The Davis campaign said Byrne was reverting to his previous career as a lawyer, reaching for a technicality to take the state off the hook for a program that had been marketed to families as a binding obligation.
The context Byrne’s camp supplied
The Byrne campaign produced the full quotation, and the full quotation is a different animal:
“A lot of good people around this state invested some pretty hard-earned money in that program based upon that assurance from them. Now, I am not telling you there is a legal obligation on behalf of the state to fix this problem. There’s not. But there is a moral obligation, and in my judgment, and the way I look at things, a moral obligation is actually a lot more important than a legal obligation. So I think the state does have a moral obligation to fix this problem.”

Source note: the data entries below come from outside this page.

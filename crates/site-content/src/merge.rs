//! Deep merge of an override document onto a base document
//!
//! - Objects: deep-merge by key (recursive)
//! - Arrays: REPLACE (the override array wins entirely)
//! - Scalars and mismatched types: override wins
//! - Falsy overlay (`null`, `""`, `0`, `false`): absent, the base value is kept

use serde_json::Value;

/// Merge `overlay` onto `base` without touching either input.
///
/// A missing or falsy overlay yields a copy of `base`.
pub fn merge(base: &Value, overlay: Option<&Value>) -> Value {
    match overlay {
        Some(overlay) => deep_merge(base, overlay),
        None => base.clone(),
    }
}

/// Whether `value` counts as "not set" in an overlay.
///
/// Matches JavaScript truthiness for JSON values: `null`, `""`, `0` and
/// `false`. Empty arrays and objects are set.
pub fn is_falsy(value: &Value) -> bool {
    match value {
        Value::Null => true,
        Value::Bool(b) => !b,
        Value::Number(n) => n.as_f64() == Some(0.0),
        Value::String(s) => s.is_empty(),
        Value::Array(_) | Value::Object(_) => false,
    }
}

/// Deep merge two JSON values by reference.
pub fn deep_merge(base: &Value, overlay: &Value) -> Value {
    match (base, overlay) {
        (_, overlay) if is_falsy(overlay) => base.clone(),

        (Value::Object(base_map), Value::Object(overlay_map)) => {
            let mut out = base_map.clone();
            for (key, overlay_value) in overlay_map {
                let merged = match base_map.get(key) {
                    Some(base_value) => deep_merge(base_value, overlay_value),
                    None if is_falsy(overlay_value) => continue,
                    None => overlay_value.clone(),
                };
                out.insert(key.clone(), merged);
            }
            Value::Object(out)
        }

        // Arrays: REPLACE (no element-wise merge)
        (Value::Array(_), Value::Array(_)) => overlay.clone(),

        _ => overlay.clone(),
    }
}

/// Deep merge two owned JSON values, reusing the base allocation.
pub fn merge_owned(base: Value, overlay: Value) -> Value {
    match (base, overlay) {
        (base, overlay) if is_falsy(&overlay) => base,

        (Value::Object(mut base_map), Value::Object(overlay_map)) => {
            for (key, overlay_value) in overlay_map {
                let merged = match base_map.remove(&key) {
                    Some(base_value) => merge_owned(base_value, overlay_value),
                    None if is_falsy(&overlay_value) => continue,
                    None => overlay_value,
                };
                base_map.insert(key, merged);
            }
            Value::Object(base_map)
        }

        (_, overlay) => overlay,
    }
}

/// Merge layers in order (first is base, last has highest precedence)
pub fn merge_layers(layers: Vec<Value>) -> Value {
    layers.into_iter().fold(Value::Null, merge_owned)
}
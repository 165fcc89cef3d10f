//! List sections edited item by item

use std::fmt;
use std::str::FromStr;

use serde_json::{json, Value};
use site_content::ContentPath;

use super::fields::FieldKind;

/// One editable field of a list item
#[derive(Debug, Clone, Copy, PartialEq, Eq)]
pub struct ItemField {
    pub key: &'static str,
    pub label: &'static str,
    pub kind: FieldKind,
}

const fn text(key: &'static str, label: &'static str) -> ItemField {
    ItemField {
        key,
        label,
        kind: FieldKind::Text,
    }
}

const fn lines(key: &'static str, label: &'static str) -> ItemField {
    ItemField {
        key,
        label,
        kind: FieldKind::Lines,
    }
}

const SERVICE_FIELDS: &[ItemField] = &[
    text("title", "Title"),
    text("subtitle", "Subtitle"),
    text("iconKey", "Icon key (shield/laser/skin)"),
    lines("bullets", "Bullets (one per line)"),
];

const DOCTOR_FIELDS: &[ItemField] = &[
    text("name", "Name"),
    text("role", "Role"),
    text("photoKey", "Photo key (doc1/doc2…)"),
    text("bio", "Bio"),
    lines("badges", "Badges (one per line)"),
];

const TESTIMONIAL_FIELDS: &[ItemField] = &[
    text("name", "Name"),
    text("text", "Text"),
    text("stars", "Stars (1–5)"),
];

const RESULT_FIELDS: &[ItemField] = &[
    text("title", "Title"),
    text("subtitle", "Subtitle"),
    text("photoKey", "Photo key (res1/res2…)"),
];

/// Unknown section name
#[derive(Debug, Clone, PartialEq, Eq, thiserror::Error)]
#[error("Unknown section '{0}' (expected services, doctors, testimonials or results)")]
pub struct UnknownSection(pub String);

/// A list-of-records section of the per-language dictionary
#[derive(Debug, Clone, Copy, PartialEq, Eq, Hash)]
pub enum ListSection {
    Services,
    Doctors,
    Testimonials,
    Results,
}

impl ListSection {
    pub const ALL: [ListSection; 4] = [
        ListSection::Services,
        ListSection::Doctors,
        ListSection::Testimonials,
        ListSection::Results,
    ];

    pub fn name(&self) -> &'static str {
        match self {
            ListSection::Services => "services",
            ListSection::Doctors => "doctors",
            ListSection::Testimonials => "testimonials",
            ListSection::Results => "results",
        }
    }

    /// Template path of the item array
    pub fn items_path(&self) -> ContentPath {
        ContentPath::parse(&format!("i18n.{{lang}}.{}.items", self.name()))
            .unwrap_or_else(|_| unreachable!())
    }

    pub fn fields(&self) -> &'static [ItemField] {
        match self {
            ListSection::Services => SERVICE_FIELDS,
            ListSection::Doctors => DOCTOR_FIELDS,
            ListSection::Testimonials => TESTIMONIAL_FIELDS,
            ListSection::Results => RESULT_FIELDS,
        }
    }

    pub fn field(&self, key: &str) -> Option<&'static ItemField> {
        self.fields().iter().find(|f| f.key == key)
    }

    /// Item appended by "add"
    pub fn template_item(&self) -> Value {
        match self {
            ListSection::Services => json!({
                "title": "New service",
                "subtitle": "",
                "iconKey": "shield",
                "bullets": []
            }),
            ListSection::Doctors => json!({
                "name": "New doctor",
                "role": "",
                "photoKey": "doc1",
                "bio": "",
                "badges": []
            }),
            ListSection::Testimonials => json!({
                "name": "Initials",
                "text": "",
                "stars": 5
            }),
            ListSection::Results => json!({
                "title": "New result",
                "subtitle": "",
                "photoKey": "res1"
            }),
        }
    }
}

impl fmt::Display for ListSection {
    fn fmt(&self, f: &mut fmt::Formatter<'_>) -> fmt::Result {
        f.write_str(self.name())
    }
}

impl FromStr for ListSection {
    type Err = UnknownSection;

    fn from_str(s: &str) -> Result<Self, Self::Err> {
        Self::ALL
            .iter()
            .copied()
            .find(|section| section.name() == s)
            .ok_or_else(|| UnknownSection(s.to_string()))
    }
}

Byrne spokeswoman Marty Sullivan wished the Davis campaign a happy new year and encouraged its staff “to resolve for 2010 to focus on honest debate of the issues and to give up the undignified practice of knowingly misleading Alabamians by taking the statements of those they oppose out of context.”
Why Davis did it anyway
The attack revealed more about the strategy than about the quotation. Davis was behaving as though the Democratic primary against Agriculture Commissioner Ron Sparks were already settled and the general election against Byrne had begun. Byrne, for his part, was campaigning with the same assumption from the other direction — though he still had to get past Tim James, Roy Moore, Ivey, Bill Johnson and state Rep. Robert Bentley on June 1.
Both assumptions turned out to be wrong. Sparks beat Davis in the Democratic primary. Byrne led the Republican primary but lost the runoff to Robert Bentley, who beat Sparks in November.
But PACT was not a manufactured issue, and Davis’s instinct about it was sound. It touched tens of thousands of Alabama households directly, cut across party lines, and involved a promise made by the state itself. Any candidate who could persuade those families he would make them whole had found a constituency.
The Mobile dimension
The exchange also confirmed something about the shape of the year. Byrne was born in Mobile and represented Baldwin County. Davis had the endorsement of Mobile Mayor Sam Jones, while many of Jones’s most prominent supporters — including business figures who had backed him from the start of his 2005 campaign — were solidly behind Byrne.
If the race unfolded as both men expected, the Gulf Coast would be one of its principal battlefields, and a good many people in Mobile would find themselves choosing between friends.